I was leading a quiet writer’s life, happily holed up in my apartment. I was far enough out of my last lesbian relationship to accept that I’d never be mated again, and rather happy about the whole thing. I had sworn off dating for good this time. I’d be a career woman. Married to a hot pot of Peet’s coffee and my own silent words.
Besides, I was up to my neck in work. How would I ever meet up with Romance unless she came to my doorstep as a a phone repair woman for Pacific Bell? (Don’t think I didn’t fantasize about it. The toolbelt thing, you know.)
Then I began using an on-line computer service for my work. I found myself compulsively browsing a bulletin board late at night where lesbians from across the nation left wordy little come-ons.
“Uh-oh,” proclaimed the inveterate letter writer in me. “Meet a woman through words?” That appealed to me.
I posted a short note, an innocent tease looking for a a woman in the San Francisco Bay Area, where I then lived, to come quaff coffee and terrorize bookstores with me.
In response I received some decidedly hot epistles, along with a passel of safely flirtatious invitations. One message spoke to me. Titled “Is Coffee All You Really Want?, it was sent by Ms. New York.
I wrote back immediately: “Yes–there are things I might want from you besides coffee. Can you imagine what those things might be?”
“You want me to imagine it?” quipped Ms. New York in her next electronic note. “Well far be it from me to hold out on you, my dear …”
We exchanged letters daily, each epistle growing in length and exploratory tactics. We chatted a great deal, throwing out comments designed to elicit the answers to ever more serious questions, like, Hey are you the kind of woman I could trust with our checkbook?
After two weeks we were meeting online in “private” chat rooms where we could converse outside the reach of prying eyes.
We quickly abandoned the use of capital letters and proper punctuation which requires 10 fingers on the keyboard at all times.
“Are you using both hands?” I asked her at last.
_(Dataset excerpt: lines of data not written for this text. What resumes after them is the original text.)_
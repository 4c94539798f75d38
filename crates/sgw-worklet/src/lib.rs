//! SGW Worklet - sandboxed script contexts bound to a scene
//!
//! A worklet is a rhai script running on its own OS thread. It sees the
//! loaded model only through proxy objects rebuilt from each model-change
//! notification, and every write it makes travels to the host as an RPC
//! request that the host may deny.
//!
//! # Example
//!
//! ```rust,ignore
//! use sgw_worklet::{FileFetcher, ScriptSource, WorkletConfig, WorkletManager};
//! use sgw_capability::CapabilitySet;
//!
//! # async fn example() -> Result<(), Box<dyn std::error::Error>> {
//! let (events, _) = tokio::sync::broadcast::channel(64);
//! let manager = WorkletManager::new(WorkletConfig::default(), FileFetcher::new("."), events);
//!
//! let source = ScriptSource::Inline(r#"add_event_listener("model-change", |e| print(e.model.generation));"#.into());
//! let (worklet, endpoint) = manager.create(source, CapabilitySet::parse("messaging")).await?;
//! // hand `endpoint` to a dispatch loop, then eventually:
//! worklet.terminate().await;
//! # Ok(())
//! # }
//! ```

#![warn(unreachable_pub)]
#![allow(missing_docs)]

pub mod config;
pub mod error;
pub mod events;
pub mod fetch;
pub mod manager;
pub mod sandbox;
pub mod script;
pub mod worklet;

pub use config::WorkletConfig;
pub use error::{FetchError, WorkletError};
pub use events::{BridgeEvent, WorkletId};
pub use fetch::{FileFetcher, ScriptFetcher};
pub use manager::WorkletManager;
pub use sandbox::{Flow, SandboxRuntime};
pub use script::{ScriptElement, ScriptSource, WORKLET_SCRIPT_TYPE};
pub use worklet::{Worklet, WorkletExit};
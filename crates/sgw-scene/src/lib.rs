//! SGW Scene - the material graph a worklet can see and change
//!
//! Provides:
//! - [`Model`]: the glTF-shaped material/texture/image graph of a loaded model
//! - [`ModelGraph`]: a model stamped with its load [`Generation`], the unit
//!   of ownership for the host
//! - [`NodeRef`]: stable addressing of proxy nodes across the sandbox boundary
//! - [`Mutation`]: the closed set of writes a worklet may request
//! - [`SceneExporter`]: the export collaborator
//!
//! Rendering, geometry and binary glTF are not modelled here; only the
//! material subset that worklets operate on.

#![warn(unreachable_pub)]
#![allow(missing_docs)]

pub mod error;
pub mod export;
pub mod graph;
pub mod model;
pub mod mutation;

pub use error::SceneError;
pub use export::{GltfJsonExporter, SceneExporter};
pub use graph::{Generation, ModelGraph, ModelSummary, NodeKind, NodeRef};
pub use model::{Image, Material, Model, PbrMetallicRoughness, Texture, TextureInfo};
pub use mutation::Mutation;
“Not to type,” she retorted.
A month later I was in a horrible state. This woman was making love to my mind from 2,500 miles away, and my body desperately wanted in on it.
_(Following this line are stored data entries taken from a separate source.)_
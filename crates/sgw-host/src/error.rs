//! Host errors

use sgw_capability::CapabilityError;
use sgw_scene::SceneError;
use sgw_worklet::{WorkletError, WorkletId};

/// Errors surfaced by [`crate::SceneHost`] operations
#[derive(Debug, thiserror::Error)]
pub enum HostError {
    /// Creating or driving a worklet failed
    #[error(transparent)]
    Worklet(#[from] WorkletError),

    /// `allow` attribute rejected under strict parsing
    #[error("invalid allow attribute: {0}")]
    Capability(#[from] CapabilityError),

    /// Model could not be loaded or exported
    #[error("scene error: {0}")]
    Scene(#[from] SceneError),

    /// Second worklet attached under the `reject` policy
    #[error("worklet {0} is already active")]
    WorkletAlreadyActive(WorkletId),

    /// Operation needs a loaded model
    #[error("no model loaded")]
    NoModel,

    /// Configuration could not be read or parsed
    #[error("configuration error: {0}")]
    Config(String),
}

impl HostError {
    /// True if the host is still usable after this error
    #[inline]
    #[must_use]
    pub fn is_recoverable(&self) -> bool {
        !matches!(
            self,
            Self::Worklet(WorkletError::Spawn(_) | WorkletError::Bootstrap) | Self::Config(_)
        )
    }

    /// True for `ScriptLoadError`
    #[inline]
    #[must_use]
    pub fn is_script_load(&self) -> bool {
        matches!(self, Self::Worklet(e) if e.is_script_load())
    }
}
//! Worklet creation
//!
//! Each worklet gets a dedicated OS thread that owns its rhai engine. The
//! manager resolves the script source, starts the thread, and waits for the
//! top level to finish before reporting the worklet as created.

use crate::config::WorkletConfig;
use crate::error::WorkletError;
use crate::events::{BridgeEvent, WorkletId};
use crate::fetch::ScriptFetcher;
use crate::sandbox::{Flow, SandboxRuntime};
use crate::script::ScriptSource;
use crate::worklet::{Worklet, WorkletExit};
use sgw_capability::CapabilitySet;
use sgw_rpc::{HostEndpoint, WorkletEndpoint};
use std::sync::atomic::AtomicBool;
use std::sync::Arc;
use tokio::sync::{broadcast, oneshot};

/// Creates worklets sharing one configuration and fetcher
#[derive(Debug, Clone)]
pub struct WorkletManager {
    config: WorkletConfig,
    fetcher: Arc<dyn ScriptFetcher>,
    events: broadcast::Sender<BridgeEvent>,
}

impl WorkletManager {
    #[must_use]
    pub fn new(
        config: WorkletConfig,
        fetcher: impl ScriptFetcher + 'static,
        events: broadcast::Sender<BridgeEvent>,
    ) -> Self {
        Self::with_shared_fetcher(config, Arc::new(fetcher), events)
    }

    #[must_use]
    pub fn with_shared_fetcher(
        config: WorkletConfig,
        fetcher: Arc<dyn ScriptFetcher>,
        events: broadcast::Sender<BridgeEvent>,
    ) -> Self {
        Self {
            config,
            fetcher,
            events,
        }
    }

    /// Start a worklet running `source` with `capabilities`
    ///
    /// Emits `WorkletCreated` exactly once, after the script's top level has
    /// run. The returned endpoint carries the worklet's requests and
    /// messages; the caller owns dispatching them.
    ///
    /// # Errors
    /// - `WorkletError::ScriptLoad` if an external script cannot be fetched
    /// - `WorkletError::Script` if the script fails to compile or run its top level
    /// - `WorkletError::Spawn` / `WorkletError::Bootstrap` if the thread fails
    pub async fn create(
        &self,
        source: ScriptSource,
        capabilities: CapabilitySet,
    ) -> Result<(Worklet, HostEndpoint), WorkletError> {
        let code = match source {
            ScriptSource::Inline(code) => code,
            ScriptSource::Url(url) => match self.fetcher.fetch(&url).await {
                Ok(code) => code,
                Err(source) => {
                    tracing::warn!(%url, error = %source, "worklet script load failed");
                    return Err(WorkletError::ScriptLoad { url, source });
                }
            },
        };

        let id = WorkletId::new();
        let (host, endpoint) = sgw_rpc::channel();
        let abort = Arc::new(AtomicBool::new(false));
        let (ready_tx, ready_rx) = oneshot::channel();
        let (exit_tx, exit_rx) = oneshot::channel();

        let mut builder = std::thread::Builder::new().name(format!("worklet-{}", id.short()));
        if let Some(size) = self.config.thread_stack_size {
            builder = builder.stack_size(size);
        }
        let thread = SandboxThread {
            id,
            code,
            capabilities,
            endpoint,
            config: self.config.clone(),
            abort: Arc::clone(&abort),
        };
        builder.spawn(move || thread.run(ready_tx, exit_tx))?;

        match ready_rx.await {
            Ok(Ok(())) => {}
            Ok(Err(e)) => {
                tracing::warn!(worklet = %id, error = %e, "worklet bootstrap failed");
                return Err(e);
            }
            Err(_) => return Err(WorkletError::Bootstrap),
        }

        let worklet = Worklet::new(
            id,
            capabilities,
            host.sender(),
            abort,
            exit_rx,
            self.events.clone(),
            self.config.terminate_timeout(),
        );
        tracing::info!(worklet = %id, %capabilities, "worklet created");
        let _ = self.events.send(BridgeEvent::WorkletCreated { worklet: id });
        Ok((worklet, host))
    }
}

/// Everything moved onto the sandbox thread
struct SandboxThread {
    id: WorkletId,
    code: String,
    capabilities: CapabilitySet,
    endpoint: WorkletEndpoint,
    config: WorkletConfig,
    abort: Arc<AtomicBool>,
}

impl SandboxThread {
    fn run(
        mut self,
        ready: oneshot::Sender<Result<(), WorkletError>>,
        exit: oneshot::Sender<WorkletExit>,
    ) {
        let runtime = SandboxRuntime::new(
            self.id,
            &self.code,
            self.capabilities,
            self.endpoint.outbox(),
            &self.config,
            self.abort,
        );
        let mut runtime = match runtime {
            Ok(runtime) => runtime,
            Err(e) => {
                let _ = ready.send(Err(e));
                return;
            }
        };
        if ready.send(Ok(())).is_err() {
            // creator gave up waiting
            runtime.terminate();
            return;
        }

        while let Some(message) = self.endpoint.recv() {
            if runtime.handle(message) == Flow::Stop {
                break;
            }
        }
        let rejected = runtime.terminate();
        tracing::debug!(worklet = %self.id, rejected, "worklet thread exiting");
        let _ = exit.send(WorkletExit {
            rejected: Some(rejected),
        });
    }
}

#[cfg(test)]
mod tests {
    use super::*;
    use crate::error::FetchError;
    use crate::fetch::FileFetcher;
    use sgw_rpc::{FromWorklet, ToWorklet};
    use sgw_scene::{Generation, Material, Model, ModelSummary};
    use std::time::Duration;

    fn manager(dir: &std::path::Path) -> (WorkletManager, broadcast::Receiver<BridgeEvent>) {
        let (events, rx) = broadcast::channel(16);
        (
            WorkletManager::new(WorkletConfig::default(), FileFetcher::new(dir), events),
            rx,
        )
    }

    fn summary() -> ModelSummary {
        ModelSummary {
            generation: Generation(1),
            url: None,
            model: Model::new().with_material(Material::new("m")),
        }
    }

    #[tokio::test]
    async fn inline_worklet_emits_created_once() {
        let dir = tempfile::tempdir().unwrap();
        let (manager, mut events) = manager(dir.path());
        let (worklet, _host) = manager
            .create(ScriptSource::Inline("let x = 1;".into()), CapabilitySet::empty())
            .await
            .unwrap();

        assert_eq!(
            events.recv().await.unwrap(),
            BridgeEvent::WorkletCreated {
                worklet: worklet.id()
            }
        );
        assert!(events.try_recv().is_err());
        assert!(worklet.is_live());
    }

    #[tokio::test]
    async fn external_worklet_is_fetched() {
        let dir = tempfile::tempdir().unwrap();
        std::fs::write(
            dir.path().join("w.rhai"),
            r#"add_event_listener("model-change", |e| post_message(e.generation));"#,
        )
        .unwrap();
        let (manager, _events) = manager(dir.path());
        let (worklet, mut host) = manager
            .create(
                ScriptSource::Url("w.rhai".into()),
                CapabilitySet::parse("messaging"),
            )
            .await
            .unwrap();

        assert!(worklet.notify(ToWorklet::ModelChange(summary())));
        let message = tokio::time::timeout(Duration::from_secs(5), host.recv())
            .await
            .unwrap();
        assert_eq!(message, Some(FromWorklet::PostMessage(serde_json::json!(1))));
    }

    #[tokio::test]
    async fn missing_script_is_a_load_error() {
        let dir = tempfile::tempdir().unwrap();
        let (manager, mut events) = manager(dir.path());
        let err = manager
            .create(ScriptSource::Url("absent.rhai".into()), CapabilitySet::empty())
            .await
            .unwrap_err();

        assert!(err.is_script_load());
        assert!(matches!(
            err,
            WorkletError::ScriptLoad {
                source: FetchError::Io { .. },
                ..
            }
        ));
        assert!(events.try_recv().is_err());
    }

    #[tokio::test]
    async fn failing_top_level_is_not_created() {
        let dir = tempfile::tempdir().unwrap();
        let (manager, mut events) = manager(dir.path());
        let err = manager
            .create(
                ScriptSource::Inline(r#"throw "boom";"#.into()),
                CapabilitySet::empty(),
            )
            .await
            .unwrap_err();
        assert!(matches!(err, WorkletError::Script(_)));
        assert!(events.try_recv().is_err());
    }

    #[tokio::test]
    async fn terminate_is_idempotent_and_reports() {
        let dir = tempfile::tempdir().unwrap();
        let (manager, mut events) = manager(dir.path());
        let (worklet, _host) = manager
            .create(ScriptSource::Inline(String::new()), CapabilitySet::empty())
            .await
            .unwrap();
        let _ = events.recv().await;

        assert_eq!(worklet.terminate().await, Some(WorkletExit { rejected: Some(0) }));
        assert!(worklet.terminate().await.is_none());
        assert!(!worklet.is_live());
        assert!(!worklet.notify(ToWorklet::ModelChange(summary())));
        assert_eq!(
            events.recv().await.unwrap(),
            BridgeEvent::WorkletTerminated {
                worklet: worklet.id(),
                rejected: Some(0)
            }
        );
    }

    #[tokio::test]
    async fn terminate_interrupts_busy_scripts() {
        let dir = tempfile::tempdir().unwrap();
        let (events, _rx) = broadcast::channel(16);
        let config = WorkletConfig::default().with_max_operations(0);
        let manager = WorkletManager::new(config, FileFetcher::new(dir.path()), events);
        let (worklet, _host) = manager
            .create(
                ScriptSource::Inline(r#"add_event_listener("model-change", |e| { loop { } });"#.into()),
                CapabilitySet::empty(),
            )
            .await
            .unwrap();

        worklet.notify(ToWorklet::ModelChange(summary()));
        tokio::time::sleep(Duration::from_millis(20)).await;
        let exit = worklet.terminate().await;
        assert_eq!(exit, Some(WorkletExit { rejected: Some(0) }));
    }
}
I knew she was on the same insane edge of desire when her emails were whooshed to me at 3 a.m. And this woman had a respectable day job, mind you.
I’d always been fond of my Macintosh, but now we had a Pavlovian connection. I wanted to turn my computer upside down and shake her out of the hard drive.
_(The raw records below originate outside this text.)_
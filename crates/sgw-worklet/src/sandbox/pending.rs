//! Script-visible futures for outstanding RPC requests

use super::proxy::Mirror;
use super::Shared;
use rhai::{Dynamic, FnPtr, INT};
use sgw_rpc::{FromWorklet, RequestId, RpcFailure, RpcRequest};
use sgw_scene::{Mutation, NodeRef};
use std::cell::RefCell;
use std::rc::Rc;

enum SlotState {
    Waiting {
        on_ok: Vec<FnPtr>,
        on_err: Vec<FnPtr>,
    },
    Fulfilled,
    Rejected(String),
}

/// Write to replay on the local mirror once the host accepts it
struct Effect {
    mirror: Rc<Mirror>,
    target: NodeRef,
    mutation: Mutation,
}

/// Settlement state of one request, shared by the table and the script
pub(crate) struct PendingSlot {
    state: RefCell<SlotState>,
    effect: Option<Effect>,
}

impl PendingSlot {
    fn new(effect: Option<Effect>) -> Self {
        Self {
            state: RefCell::new(SlotState::Waiting {
                on_ok: Vec::new(),
                on_err: Vec::new(),
            }),
            effect,
        }
    }

    fn is_settled(&self) -> bool {
        !matches!(*self.state.borrow(), SlotState::Waiting { .. })
    }

    /// Resolve or reject, queueing the registered continuations
    ///
    /// Settling twice is a no-op.
    pub(crate) fn settle(&self, shared: &Shared, result: Result<(), RpcFailure>) {
        if self.is_settled() {
            return;
        }
        let next = match &result {
            Ok(()) => SlotState::Fulfilled,
            Err(failure) => SlotState::Rejected(failure.to_string()),
        };
        let SlotState::Waiting { on_ok, on_err } = self.state.replace(next) else {
            return;
        };
        match result {
            Ok(()) => {
                if let Some(effect) = &self.effect {
                    effect.replay();
                }
                for callback in on_ok {
                    shared.enqueue(callback, Dynamic::UNIT);
                }
            }
            Err(failure) => {
                let reason = failure.to_string();
                if on_err.is_empty() {
                    tracing::debug!(worklet = %shared.worklet, %reason, "unhandled rejection");
                }
                for callback in on_err {
                    shared.enqueue(callback, Dynamic::from(reason.clone()));
                }
            }
        }
    }

    /// Reject without running any continuation
    pub(crate) fn abandon(&self, failure: &RpcFailure) {
        if !self.is_settled() {
            self.state.replace(SlotState::Rejected(failure.to_string()));
        }
    }

    fn subscribe(&self, shared: &Shared, ok: Option<FnPtr>, err: Option<FnPtr>) {
        let mut state = self.state.borrow_mut();
        match &mut *state {
            SlotState::Waiting { on_ok, on_err } => {
                on_ok.extend(ok);
                on_err.extend(err);
            }
            SlotState::Fulfilled => {
                if let Some(callback) = ok {
                    shared.enqueue(callback, Dynamic::UNIT);
                }
            }
            SlotState::Rejected(reason) => {
                if let Some(callback) = err {
                    shared.enqueue(callback, Dynamic::from(reason.clone()));
                }
            }
        }
    }
}

impl Effect {
    fn replay(&self) {
        if let Err(e) = self.mirror.graph.borrow_mut().apply(self.target, &self.mutation) {
            tracing::trace!(node = %self.target, error = %e, "mirror out of step with host");
        }
    }
}

/// Handle returned to scripts by every mutating call
#[derive(Clone)]
pub(crate) struct Pending {
    shared: Rc<Shared>,
    slot: Rc<PendingSlot>,
    id: Option<RequestId>,
}

impl Pending {
    /// Register a request and send it to the host
    pub(crate) fn issue(
        shared: &Rc<Shared>,
        mirror: &Rc<Mirror>,
        target: NodeRef,
        mutation: Mutation,
    ) -> Self {
        if shared.terminated.get() {
            return Self::rejected(shared, &RpcFailure::WorkletTerminated);
        }
        let slot = Rc::new(PendingSlot::new(Some(Effect {
            mirror: Rc::clone(mirror),
            target,
            mutation: mutation.clone(),
        })));
        let id = shared.pending.borrow_mut().issue(Rc::clone(&slot));
        tracing::trace!(worklet = %shared.worklet, request = %id, node = %target, %mutation, "request issued");
        let request = RpcRequest {
            id,
            target,
            mutation,
        };
        if !shared.send(FromWorklet::Request(request)) {
            // host endpoint is gone; nobody will ever answer
            let _ = shared.pending.borrow_mut().settle(id);
            slot.abandon(&RpcFailure::WorkletTerminated);
        }
        Self {
            shared: Rc::clone(shared),
            slot,
            id: Some(id),
        }
    }

    /// A future that failed before anything was sent
    pub(crate) fn rejected(shared: &Rc<Shared>, failure: &RpcFailure) -> Self {
        let slot = Rc::new(PendingSlot::new(None));
        slot.abandon(failure);
        Self {
            shared: Rc::clone(shared),
            slot,
            id: None,
        }
    }

    /// `pending.then(|result| ...)`
    ///
    /// rhai closures need a named parameter; `|_|` does not parse. A
    /// zero-parameter closure (`|| ...`) is also accepted.
    pub(crate) fn then(&mut self, on_ok: FnPtr) -> Self {
        self.slot.subscribe(&self.shared, Some(on_ok), None);
        self.clone()
    }

    /// `pending.then(|result| ..., |reason| ...)`; `reason` is the failure text
    pub(crate) fn then_or(&mut self, on_ok: FnPtr, on_err: FnPtr) -> Self {
        self.slot.subscribe(&self.shared, Some(on_ok), Some(on_err));
        self.clone()
    }

    pub(crate) fn on_reject(&mut self, on_err: FnPtr) -> Self {
        self.slot.subscribe(&self.shared, None, Some(on_err));
        self.clone()
    }

    pub(crate) fn is_settled(&mut self) -> bool {
        self.slot.is_settled()
    }

    /// Request id, or `()` if no request was sent
    pub(crate) fn id(&mut self) -> Dynamic {
        self.id
            .and_then(|id| INT::try_from(id.0).ok())
            .map_or(Dynamic::UNIT, Dynamic::from_int)
    }
}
When I confessed this to Ms. New York, she said that if she did come tumbling out I should let her know immediately because she would not mind landing in my lap.
She punctuated this with an e-wink ;>.
Oh groan.
In the second month we advanced to telephone conversations. We exchanged equally bad photos of each other and complemented email with handwritten cards and gifts. I was delighted to have her handwriting. There was something wickedly promising about the way she looped her Y’s.
I was a goner.
Old friends (and my therapist) began speaking to me in softer tones. My need for “distance” in romantic relationships was notoriously well known, but wasn’t 2,500 miles a bit past the neurotic marker?
I wondered sometimes myself.
In the third month Ms. New York and I agreed that we had to meet in our physical forms — either that or slide right off insanity’s edge together.
“Wouldn’t it be nice to get our bodies involved in this?” I asked.
“Oh yes,” she panted.
She: “I’ll come to San Francisco Christmas break.”
“I’ll lay in provisions,” I emailed back.
We had 10 days together and would have welcomed an infinite extension. Naked to each other, our respective hardware stripped away, the electricity still surged between us. We were amazingly compatible.
It’s been more than a year since our first real kiss. We still send furtive emails across the continent. Every two months we abandon our computer stations in favor of each others’ arms.
Love letters are wonderful, but my favorite love letters nowadays are those I can deliver to her with a personal touch.
Ana B Good is the author of The Big Sugarbush, a lesbian romantic comedy. Order BOOK NOW in print OR Ebook format.
Note: Flash forward from 1993 to 2016. We’ve still together, dears. We rented a U-Haul, merged, and moved to Vermont after road-tripping the USA in search of a safe and friendly nest. How’s that for the power of romantic love letters? These days we send love texts: shorter, sweeter, but I confess it’s still exciting to hear the phone ding out her love for me. And yes, we are wearing dog house slippers. We’re those kinds of dykes.